In Cape Town in 2002, we talked of the importance of “all stakeholders taking responsibility for creating better forms of tourism”, the problem is obvious, as it is with climate change, if it is everybody’s responsibility, it can quickly become nobody’s. We called for “a more balanced relationship between hosts and guests in destinations” and recognised that this could only be achieved by local government, communities and businesses “cooperating on practical initiatives in destinations.”
Most of us aspire to be treated as guests when we travel, although often we lack awareness of how guests behave in our world’s diverse cultures and a fair number of us, in pursuit of hedonistic excess or out of ignorance, think we have bought the place for the price of an air ticket and a hotel room. Too often, tourists fail to behave as guests should, at least sometimes because they don’t know better.
The pain of tourism is felt in public spaces where residents, hosts, and guests rub up against each other, and there may be friction. I remember working in Slovenia on a Heritage Trail development project, looking down on a beautiful tranquil river as a screaming group of tourists shooting the rapids in a rib hove into sight. We heard them coming, and then we saw them, changing, spoiling, the whole sense of place. A form of pollution. One of the challenges in destination marketing is attracting tourists and day visitors who will “fit in” with the local communities and other tourists. Who do you want in your place?

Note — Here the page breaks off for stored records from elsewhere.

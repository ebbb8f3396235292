//! Candidate sets and the narrowing passes that resolve them.
//!
//! A [`CandidateMap`] maps each allergen to the foods that could still carry
//! it. It starts from the full food universe for every allergen and is
//! intersected with the food set of every record listing that allergen. After
//! that, every allergen's set is a subset of the intersection of the dishes
//! that mention it.
//!
//! Resolution ("locking") then repeatedly takes every allergen whose set has
//! exactly one food and removes that food from all the other sets, until each
//! allergen has exactly one food. A pass that locks nothing new ends the run
//! with [`Unsolvable::Stalled`] instead of looping.

use crate::record::RecordList;
use log::debug;
use std::collections::{BTreeMap, BTreeSet};
use std::fmt;
use std::rc::Rc;

/// Why narrowing could not produce a one-food-per-allergen mapping.
#[derive(Debug, Clone, PartialEq, Eq, thiserror::Error)]
pub enum Unsolvable {
    /// Some allergen's candidate set became empty.
    #[error("no food can carry allergen '{allergen}'")]
    NoCandidates { allergen: String },

    /// Two allergens locked onto the same food in the same pass.
    #[error("allergens '{first}' and '{second}' both resolve to food '{food}'")]
    SharedFood { food: String, first: String, second: String },

    /// A pass locked nothing while these allergens still had several candidates.
    #[error("narrowing stalled with {} unresolved allergen(s): {}", .unresolved.len(), .unresolved.join(", "))]
    Stalled { unresolved: Vec<String> },
}

/// Allergen -> foods that could still carry it.
#[derive(Debug, Clone, Default, PartialEq, Eq)]
pub struct CandidateMap {
    sets: BTreeMap<Rc<str>, BTreeSet<Rc<str>>>,
}

impl CandidateMap {
    /// Initialize every allergen to the food universe, then intersect with each
    /// record that lists it.
    #[must_use]
    pub fn build(records: &RecordList) -> Self {
        let universe = records.food_universe();
        let mut sets: BTreeMap<Rc<str>, BTreeSet<Rc<str>>> = records
            .allergen_universe()
            .into_iter()
            .map(|allergen| (allergen, universe.clone()))
            .collect();

        for record in records {
            for allergen in &record.allergens {
                if let Some(foods) = sets.get_mut(allergen) {
                    foods.retain(|food| record.foods.contains(food));
                }
            }
        }

        debug!(
            "built candidate map: {} allergen(s) over {} food(s)",
            sets.len(),
            universe.len()
        );
        CandidateMap { sets }
    }

    #[must_use]
    pub fn len(&self) -> usize {
        self.sets.len()
    }

    #[must_use]
    pub fn is_empty(&self) -> bool {
        self.sets.is_empty()
    }

    /// Current candidates for `allergen`, if it appears in the input.
    #[must_use]
    pub fn candidates(&self, allergen: &str) -> Option<&BTreeSet<Rc<str>>> {
        self.sets.get(allergen)
    }

    /// Iterate `(allergen, candidates)` in ascending allergen order.
    pub fn iter(&self) -> impl Iterator<Item = (&Rc<str>, &BTreeSet<Rc<str>>)> {
        self.sets.iter()
    }

    /// Union of all candidate sets.
    #[must_use]
    pub fn possibly_allergenic(&self) -> BTreeSet<Rc<str>> {
        self.sets.values().flatten().cloned().collect()
    }

    /// True once every candidate set holds exactly one food.
    #[must_use]
    pub fn is_resolved(&self) -> bool {
        self.sets.values().all(|foods| foods.len() == 1)
    }

    /// One narrowing pass.
    ///
    /// Locks every allergen not yet in `locked` whose set has exactly one food
    /// (ties in the same pass are all locked together), then removes each newly
    /// locked food from every other allergen's set. Returns how many allergens
    /// were newly locked.
    ///
    /// # Errors
    ///
    /// [`Unsolvable::NoCandidates`] if some set is already empty, and
    /// [`Unsolvable::SharedFood`] if two allergens lock onto the same food.
    pub fn narrow_pass(
        &mut self,
        locked: &mut BTreeMap<Rc<str>, Rc<str>>,
    ) -> Result<usize, Unsolvable> {
        if let Some((allergen, _)) = self.sets.iter().find(|(_, foods)| foods.is_empty()) {
            return Err(Unsolvable::NoCandidates { allergen: allergen.to_string() });
        }

        let newly_locked: Vec<(Rc<str>, Rc<str>)> = self
            .sets
            .iter()
            .filter(|(allergen, _)| !locked.contains_key(*allergen))
            .filter_map(|(allergen, foods)| only_member(foods).map(|food| (Rc::clone(allergen), food)))
            .collect();

        let mut claimed: BTreeMap<&Rc<str>, &Rc<str>> = BTreeMap::new();
        for (allergen, food) in &newly_locked {
            if let Some(first) = claimed.insert(food, allergen) {
                return Err(Unsolvable::SharedFood {
                    food: food.to_string(),
                    first: first.to_string(),
                    second: allergen.to_string(),
                });
            }
        }

        for (allergen, food) in &newly_locked {
            for (other, foods) in &mut self.sets {
                if other != allergen {
                    foods.remove(food);
                }
            }
        }

        let count = newly_locked.len();
        locked.extend(newly_locked);
        Ok(count)
    }

    /// Run narrowing passes until every allergen has exactly one food.
    ///
    /// # Errors
    ///
    /// Returns [`Unsolvable`] if the data is contradictory or ambiguous.
    pub fn resolve(mut self) -> Result<AllergenMap, Unsolvable> {
        let mut locked = BTreeMap::new();
        let mut pass = 0usize;

        while locked.len() < self.sets.len() {
            pass += 1;
            let newly_locked = self.narrow_pass(&mut locked)?;
            debug!(
                "narrowing pass {pass}: locked {newly_locked}, {}/{} resolved",
                locked.len(),
                self.sets.len()
            );

            if newly_locked == 0 {
                let unresolved = self
                    .sets
                    .keys()
                    .filter(|allergen| !locked.contains_key(*allergen))
                    .map(ToString::to_string)
                    .collect();
                return Err(Unsolvable::Stalled { unresolved });
            }
        }

        Ok(AllergenMap { by_allergen: locked })
    }
}

fn only_member(foods: &BTreeSet<Rc<str>>) -> Option<Rc<str>> {
    if foods.len() == 1 {
        foods.iter().next().cloned()
    } else {
        None
    }
}

/// The resolved allergen -> food bijection, ordered by allergen name.
#[derive(Debug, Clone, Default, PartialEq, Eq)]
pub struct AllergenMap {
    by_allergen: BTreeMap<Rc<str>, Rc<str>>,
}

impl AllergenMap {
    #[must_use]
    pub fn len(&self) -> usize {
        self.by_allergen.len()
    }

    #[must_use]
    pub fn is_empty(&self) -> bool {
        self.by_allergen.is_empty()
    }

    #[must_use]
    pub fn food_for(&self, allergen: &str) -> Option<&str> {
        self.by_allergen.get(allergen).map(|food| &**food)
    }

    /// `(allergen, food)` pairs in ascending allergen order.
    pub fn iter(&self) -> impl Iterator<Item = (&str, &str)> {
        self.by_allergen.iter().map(|(allergen, food)| (&**allergen, &**food))
    }

    /// Foods joined with `,`, ordered by their allergen's name.
    #[must_use]
    pub fn canonical_list(&self) -> String {
        self.by_allergen
            .values()
            .map(|food| &**food)
            .collect::<Vec<_>>()
            .join(",")
    }
}

impl fmt::Display for AllergenMap {
    fn fmt(&self, f: &mut fmt::Formatter<'_>) -> fmt::Result {
        for (allergen, food) in self.iter() {
            writeln!(f, "{allergen}: {food}")?;
        }
        Ok(())
    }
}

#[cfg(test)]
mod tests {
    use super::*;

    const SAMPLE: &str = "mxmxvkd kfcds sqjhc nhms (contains dairy, fish)
trh fvjkl sbzzf mxmxvkd (contains dairy)
sqjhc fvjkl (contains soy)
sqjhc mxmxvkd sbzzf (contains fish)";

    fn map_of(input: &str) -> CandidateMap {
        CandidateMap::build(&input.parse().unwrap())
    }

    fn names(set: &BTreeSet<Rc<str>>) -> Vec<&str> {
        set.iter().map(|s| &**s).collect()
    }

    #[test]
    fn test_build_intersects_records() {
        let map = map_of(SAMPLE);
        assert_eq!(map.len(), 3);
        assert_eq!(names(map.candidates("dairy").unwrap()), vec!["mxmxvkd"]);
        assert_eq!(names(map.candidates("fish").unwrap()), vec!["mxmxvkd", "sqjhc"]);
        assert_eq!(names(map.candidates("soy").unwrap()), vec!["fvjkl", "sqjhc"]);
        assert!(map.candidates("gluten").is_none());
    }

    #[test]
    fn test_possibly_allergenic_is_union() {
        let map = map_of(SAMPLE);
        assert_eq!(names(&map.possibly_allergenic()), vec!["fvjkl", "mxmxvkd", "sqjhc"]);
    }

    #[test]
    fn test_narrow_pass_locks_and_eliminates() {
        let mut map = map_of(SAMPLE);
        let mut locked = BTreeMap::new();

        assert_eq!(map.narrow_pass(&mut locked).unwrap(), 1);
        assert_eq!(names(map.candidates("fish").unwrap()), vec!["sqjhc"]);
        assert_eq!(names(map.candidates("dairy").unwrap()), vec!["mxmxvkd"]);

        assert_eq!(map.narrow_pass(&mut locked).unwrap(), 1);
        assert_eq!(names(map.candidates("soy").unwrap()), vec!["fvjkl"]);

        assert_eq!(map.narrow_pass(&mut locked).unwrap(), 1);
        assert!(map.is_resolved());
        assert_eq!(map.narrow_pass(&mut locked).unwrap(), 0);
    }

    #[test]
    fn test_ties_lock_in_same_pass() {
        let mut map = map_of("a (contains x)\nb (contains y)\na b c (contains z)");
        let mut locked = BTreeMap::new();
        assert_eq!(map.narrow_pass(&mut locked).unwrap(), 2);
        assert_eq!(names(map.candidates("z").unwrap()), vec!["c"]);
    }

    #[test]
    fn test_resolve_sample() {
        let resolved = map_of(SAMPLE).resolve().unwrap();
        assert_eq!(resolved.len(), 3);
        assert_eq!(resolved.food_for("dairy"), Some("mxmxvkd"));
        assert_eq!(resolved.food_for("fish"), Some("sqjhc"));
        assert_eq!(resolved.food_for("soy"), Some("fvjkl"));
        assert_eq!(resolved.canonical_list(), "mxmxvkd,sqjhc,fvjkl");
    }

    #[test]
    fn test_single_record_resolves_immediately() {
        let resolved = map_of("abc (contains x)").resolve().unwrap();
        assert_eq!(resolved.canonical_list(), "abc");
    }

    #[test]
    fn test_stalled_input_is_unsolvable() {
        let err = map_of("a b (contains x, y)").resolve().unwrap_err();
        assert_eq!(err, Unsolvable::Stalled { unresolved: vec!["x".to_string(), "y".to_string()] });
        assert!(err.to_string().contains("2 unresolved allergen(s): x, y"));
    }

    #[test]
    fn test_shared_food_is_unsolvable() {
        let err = map_of("a (contains x)\na (contains y)").resolve().unwrap_err();
        assert_eq!(
            err,
            Unsolvable::SharedFood { food: "a".to_string(), first: "x".to_string(), second: "y".to_string() }
        );
    }

    #[test]
    fn test_empty_candidates_is_unsolvable() {
        let err = map_of("a (contains x)\nb (contains x)").resolve().unwrap_err();
        assert_eq!(err, Unsolvable::NoCandidates { allergen: "x".to_string() });
    }

    #[test]
    fn test_no_allergens_resolves_to_empty_map() {
        let resolved = CandidateMap::default().resolve().unwrap();
        assert!(resolved.is_empty());
        assert_eq!(resolved.canonical_list(), "");
    }

    #[test]
    fn test_display_lists_pairs_in_allergen_order() {
        let resolved = map_of(SAMPLE).resolve().unwrap();
        assert_eq!(resolved.to_string(), "dairy: mxmxvkd\nfish: sqjhc\nsoy: fvjkl\n");
    }
}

Destinations, businesses, governments and local communities have to take some responsibility for who they attract, the marketing has many of the characteristics of an invitation; destinations are not powerless. The way a place is marketed and demarketed shapes the destination. Tourism results from the activities of producers, businesses and communities, consumers, the visitors, and the governments and national park authorities who set the rules within which the interactions occur. The behaviour of tourists is a part of the problem of making tourism better. Those travellers looking for a boozy stag party with a visit to the red light district, will not come if what they are looking for.

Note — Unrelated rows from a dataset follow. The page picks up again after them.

//! The allergen resolver: safe-food counting and allergen -> food resolution.
//!
//! # Error Handling
//!
//! The resolver uses [`ResolverError`] with two variants:
//!
//! - R001: `MalformedRecord` (An input line failed to parse (wraps [`ParseError`]))
//! - R002: `UnsolvableInput` (Narrowing cannot resolve every allergen to a single food)
//!
//! Each error has a `code()`, optional `help()`, and `display_detailed()` method.
//!
//! # Examples
//!
//! ## Basic Usage
//!
//! ```
//! use allergen_resolver::resolver;
//!
//! let input = "mxmxvkd kfcds sqjhc nhms (contains dairy, fish)
//! trh fvjkl sbzzf mxmxvkd (contains dairy)
//! sqjhc fvjkl (contains soy)
//! sqjhc mxmxvkd sbzzf (contains fish)";
//!
//! let solution = resolver::solve(input)?;
//! assert_eq!(solution.safe_food_count, 5);
//! assert_eq!(solution.canonical_list, "mxmxvkd,sqjhc,fvjkl");
//! # Ok::<(), Box<dyn std::error::Error>>(())
//! ```
//!
//! ## Handling Errors with Detailed Messages
//!
//! ```
//! use allergen_resolver::resolver::{self, ResolverError};
//!
//! match resolver::solve("a b (contains x, y)") {
//!     Ok(solution) => println!("{}", solution.canonical_list),
//!     Err(e) => {
//!         // code R002, with a hint about ambiguous data
//!         eprintln!("{}", e.display_detailed());
//!         assert!(matches!(e, ResolverError::UnsolvableInput { .. }));
//!     }
//! }
//! ```

use crate::candidates::{AllergenMap, CandidateMap, Unsolvable};
use crate::errors::ParseError;
use crate::record::RecordList;
use instant::Instant;
use log::{debug, info};
use std::collections::BTreeSet;
use std::rc::Rc;
use std::time::Duration;

/// Unified error type for the resolver pipeline.
#[derive(Debug, thiserror::Error)]
pub enum ResolverError {
    /// An input line did not match `<foods> (contains <allergens>)`.
    #[error("{0}")]
    MalformedRecord(#[from] Box<ParseError>),

    /// Narrowing could not reduce every allergen to exactly one food.
    #[error("unsolvable input: {reason}")]
    UnsolvableInput { reason: Unsolvable },
}

impl From<Unsolvable> for ResolverError {
    fn from(reason: Unsolvable) -> Self {
        ResolverError::UnsolvableInput { reason }
    }
}

impl ResolverError {
    /// Returns the error code for this error variant
    #[must_use]
    pub fn code(&self) -> &'static str {
        match self {
            ResolverError::MalformedRecord(_) => "R001",
            ResolverError::UnsolvableInput { .. } => "R002",
        }
    }

    /// Returns a short description of this error type (for documentation)
    #[must_use]
    pub fn description(&self) -> &'static str {
        match self {
            ResolverError::MalformedRecord(_) => "An input line failed to parse",
            ResolverError::UnsolvableInput { .. } => "Allergens cannot be resolved to a unique food each",
        }
    }

    /// Returns detailed explanation of this error type (for documentation)
    #[must_use]
    pub fn details(&self) -> &'static str {
        match self {
            ResolverError::MalformedRecord(_) => "The input could not be parsed into records. This wraps an underlying ParseError (see Parse Errors section for specific error codes).",
            ResolverError::UnsolvableInput { .. } => "After intersecting the records, some allergen has no candidate food left, two allergens claim the same food, or a narrowing pass made no progress while allergens were still ambiguous. The input does not have a unique allergen-to-food assignment.",
        }
    }

    /// Returns a helpful suggestion for this error
    #[must_use]
    pub fn help(&self) -> Option<&'static str> {
        match self {
            ResolverError::UnsolvableInput { .. } => Some("Check that every allergen is listed in enough dishes to single out one food, and that no two allergens can only be in the same food"),
            ResolverError::MalformedRecord(_) => None, // ParseError has its own help
        }
    }

    /// Formats the error with code and optional help text
    #[must_use]
    pub fn display_detailed(&self) -> String {
        match self {
            ResolverError::MalformedRecord(pe) => {
                // delegate to ParseError's detailed display
                format!("{}\n  caused by: {}", self.code(), pe.display_detailed())
            }
            ResolverError::UnsolvableInput { .. } => {
                crate::errors::format_error_with_code_and_help(&self.to_string(), self.code(), self.help())
            }
        }
    }
}

/// Both puzzle answers for one input.
#[derive(Debug, Clone)]
pub struct Solution {
    /// Occurrences of foods that cannot carry any allergen.
    pub safe_food_count: usize,
    /// The resolved allergen -> food mapping.
    pub allergen_map: AllergenMap,
    /// `allergen_map`'s foods joined by `,` in allergen-name order.
    pub canonical_list: String,
    /// Wall-clock time spent parsing and resolving.
    pub elapsed: Duration,
}

/// Parsed records plus the operations over them.
#[derive(Debug, Clone, Default)]
pub struct Resolver {
    records: RecordList,
}

impl Resolver {
    #[must_use]
    pub fn new(records: RecordList) -> Self {
        Resolver { records }
    }

    /// Parse `input` into a resolver.
    ///
    /// # Errors
    ///
    /// Returns `ResolverError::MalformedRecord` for the first bad line.
    pub fn from_input(input: &str) -> Result<Self, ResolverError> {
        Ok(Resolver::new(RecordList::parse_from_str(input)?))
    }

    #[must_use]
    pub fn records(&self) -> &RecordList {
        &self.records
    }

    /// Candidate sets after intersecting every record (before any locking).
    #[must_use]
    pub fn candidate_map(&self) -> CandidateMap {
        CandidateMap::build(&self.records)
    }

    /// Union of the candidate sets: foods that might carry some allergen.
    #[must_use]
    pub fn possibly_allergenic_foods(&self) -> BTreeSet<Rc<str>> {
        self.candidate_map().possibly_allergenic()
    }

    /// Foods that cannot carry any allergen.
    #[must_use]
    pub fn safe_foods(&self) -> BTreeSet<Rc<str>> {
        let risky = self.possibly_allergenic_foods();
        self.records
            .food_universe()
            .into_iter()
            .filter(|food| !risky.contains(food))
            .collect()
    }

    /// Number of food occurrences, summed over all records, whose food is safe.
    #[must_use]
    pub fn safe_food_count(&self) -> usize {
        let safe = self.safe_foods();
        self.records
            .iter()
            .map(|record| record.foods.iter().filter(|food| safe.contains(*food)).count())
            .sum()
    }

    /// Resolve each allergen to the single food that carries it.
    ///
    /// # Errors
    ///
    /// Returns `ResolverError::UnsolvableInput` when narrowing cannot finish.
    pub fn resolve_allergen_map(&self) -> Result<AllergenMap, ResolverError> {
        Ok(self.candidate_map().resolve()?)
    }

    /// Both answers at once.
    ///
    /// # Errors
    ///
    /// Returns `ResolverError::UnsolvableInput` when narrowing cannot finish.
    pub fn solve(&self) -> Result<Solution, ResolverError> {
        let start = Instant::now();
        let safe_food_count = self.safe_food_count();
        let allergen_map = self.resolve_allergen_map()?;
        let canonical_list = allergen_map.canonical_list();
        Ok(Solution { safe_food_count, allergen_map, canonical_list, elapsed: start.elapsed() })
    }
}

/// Parse `input` and compute both answers.
///
/// # Errors
///
/// Will return `ResolverError` if a line is malformed or the allergens cannot
/// be resolved; no partial result is returned.
pub fn solve(input: &str) -> Result<Solution, ResolverError> {
    let start = Instant::now();
    let resolver = Resolver::from_input(input)?;
    let mut solution = resolver.solve()?;
    solution.elapsed = start.elapsed();

    info!(
        "resolved {} allergen(s) from {} record(s) in {:.3}ms",
        solution.allergen_map.len(),
        resolver.records().len(),
        solution.elapsed.as_secs_f64() * 1000.0
    );
    Ok(solution)
}

/// Part one only: parse `input` and count safe food occurrences.
///
/// # Errors
///
/// Will return `ResolverError::MalformedRecord` if a line is malformed.
pub fn count_safe_foods(input: &str) -> Result<usize, ResolverError> {
    let count = Resolver::from_input(input)?.safe_food_count();
    debug!("safe food occurrences: {count}");
    Ok(count)
}

/// Part two only: parse `input` and return the canonical dangerous-food list.
///
/// # Errors
///
/// Will return `ResolverError` if a line is malformed or resolution fails.
pub fn resolve_dangerous_list(input: &str) -> Result<String, ResolverError> {
    Ok(Resolver::from_input(input)?.resolve_allergen_map()?.canonical_list())
}

#[cfg(test)]
mod tests {
    use super::*;

    const SAMPLE: &str = "mxmxvkd kfcds sqjhc nhms (contains dairy, fish)
trh fvjkl sbzzf mxmxvkd (contains dairy)
sqjhc fvjkl (contains soy)
sqjhc mxmxvkd sbzzf (contains fish)";

    fn names(set: &BTreeSet<Rc<str>>) -> Vec<&str> {
        set.iter().map(|s| &**s).collect()
    }

    #[test]
    fn test_sample_part_one() {
        assert_eq!(count_safe_foods(SAMPLE).unwrap(), 5);
    }

    #[test]
    fn test_sample_part_two() {
        assert_eq!(resolve_dangerous_list(SAMPLE).unwrap(), "mxmxvkd,sqjhc,fvjkl");
    }

    #[test]
    fn test_sample_safe_foods() {
        let resolver = Resolver::from_input(SAMPLE).unwrap();
        assert_eq!(names(&resolver.safe_foods()), vec!["kfcds", "nhms", "sbzzf", "trh"]);
        assert_eq!(names(&resolver.possibly_allergenic_foods()), vec!["fvjkl", "mxmxvkd", "sqjhc"]);
    }

    #[test]
    fn test_solve_returns_both_answers() {
        let solution = solve(SAMPLE).unwrap();
        assert_eq!(solution.safe_food_count, 5);
        assert_eq!(solution.canonical_list, "mxmxvkd,sqjhc,fvjkl");
        assert_eq!(solution.allergen_map.food_for("soy"), Some("fvjkl"));
    }

    #[test]
    fn test_empty_input() {
        let solution = solve("").unwrap();
        assert_eq!(solution.safe_food_count, 0);
        assert_eq!(solution.canonical_list, "");
    }

    #[test]
    fn test_part_one_survives_ambiguous_input() {
        // two allergens, two foods, no way to tell them apart; `c` is still safe
        let input = "a b c (contains x, y)\na b (contains x, y)";
        assert_eq!(count_safe_foods(input).unwrap(), 1);
        assert!(matches!(
            resolve_dangerous_list(input),
            Err(ResolverError::UnsolvableInput { reason: Unsolvable::Stalled { .. } })
        ));
        assert!(solve(input).is_err());
    }

    #[test]
    fn test_malformed_record_propagates() {
        let err = solve("a b (contains x)\nbroken line").unwrap_err();
        assert_eq!(err.code(), "R001");
        let detailed = err.display_detailed();
        assert!(detailed.starts_with("R001\n  caused by: "));
        assert!(detailed.contains("line 2"));
        assert!(detailed.contains("(E001)"));
    }

    #[test]
    fn test_unsolvable_detailed_display() {
        let err = solve("a (contains x)\na (contains y)").unwrap_err();
        assert_eq!(err.code(), "R002");
        let detailed = err.display_detailed();
        assert!(detailed.contains("unsolvable input"));
        assert!(detailed.contains("(R002)"));
        assert!(detailed.contains("Check that every allergen"));
    }

    #[test]
    fn test_error_codes_are_unique() {
        let errors = [
            ResolverError::MalformedRecord(Box::new(ParseError::MalformedRecord {
                line_number: 1,
                line: "x".to_string(),
                reason: "expected \"(contains <allergens>)\" at column 2".to_string(),
            })),
            ResolverError::UnsolvableInput { reason: Unsolvable::NoCandidates { allergen: "x".to_string() } },
        ];
        let codes: std::collections::HashSet<_> = errors.iter().map(ResolverError::code).collect();
        assert_eq!(codes.len(), errors.len());
        assert!(errors[0].help().is_none());
        assert!(errors[1].help().is_some());
    }
}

On World Tourism Day the national government of India launched a ‘Responsible Traveller Guideline’, backed by celebrity videos. In Kerala and now in Madhya Pradesh, state governments have been shaping tourism to ensure that the livelihoods of local communities benefit through respectful Village Life Experiences – a genuine host-guest experience. The Responsible Tourism agenda requires that all stakeholders work together, as producers and consumers, to make tourism better.